According to Golfweek, an attack on the computer servers belonging to the Professional Golfers’ Association of America has resulted in the officials of the sports body being denied access to critical files related to current and future PGA Championships. This includes the PGA Championship currently taking place between at the Bellerive Country Club in Missouri as well as next month’s Ryder Cup which will be held in France.

‘We Have Taken Over’

The employees of the golfing body realized their network had been compromised after receiving a message earlier this week informing them of the intrusion. The message also contained a bitcoin wallet address. Even though the hackers did not specify the ransom amount expected, they made it clear that the decryption software needed to access the files could only be obtained from them.

“We exclusively have decryption software for your situation. No decryption software is available in the public,” the hackers stated.

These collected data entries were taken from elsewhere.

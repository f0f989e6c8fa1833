//! Output format selection for command results.

use serde::{Deserialize, Serialize};
use std::fmt;

/// Output format for command results written to stdout.
#[derive(Debug, Clone, Copy, PartialEq, Eq, Default, Serialize, Deserialize, clap::ValueEnum)]
#[serde(rename_all = "lowercase")]
pub enum OutputFormat {
    /// Pretty-printed JSON (machine readable).
    #[default]
    Json,
    /// Human-readable structured text.
    Text,
}

impl fmt::Display for OutputFormat {
    fn fmt(&self, f: &mut fmt::Formatter<'_>) -> fmt::Result {
        match self {
            OutputFormat::Json => write!(f, "json"),
            OutputFormat::Text => write!(f, "text"),
        }
    }
}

The compromised files were mostly creative materials for use in digital and print communications. Some of the files also included logos for future PGA Championships that had been in development for over 12 months. Sources, however, indicated that the PGA of America has no intentions of paying the bitcoin ransom, according to Golfweek.

Helpless

If PGA of America sticks to its guns, this would be in contrast to other high-profile victims of ransomware who have had to meet the extortionist demands. As CCN recently reported, research conducted by Sophos, a cybersecurity firm based in the United Kingdom, indicates that the ransomware known as SamSam has generated bitcoin worth more than US$6 million for its creator since it was released almost three years ago.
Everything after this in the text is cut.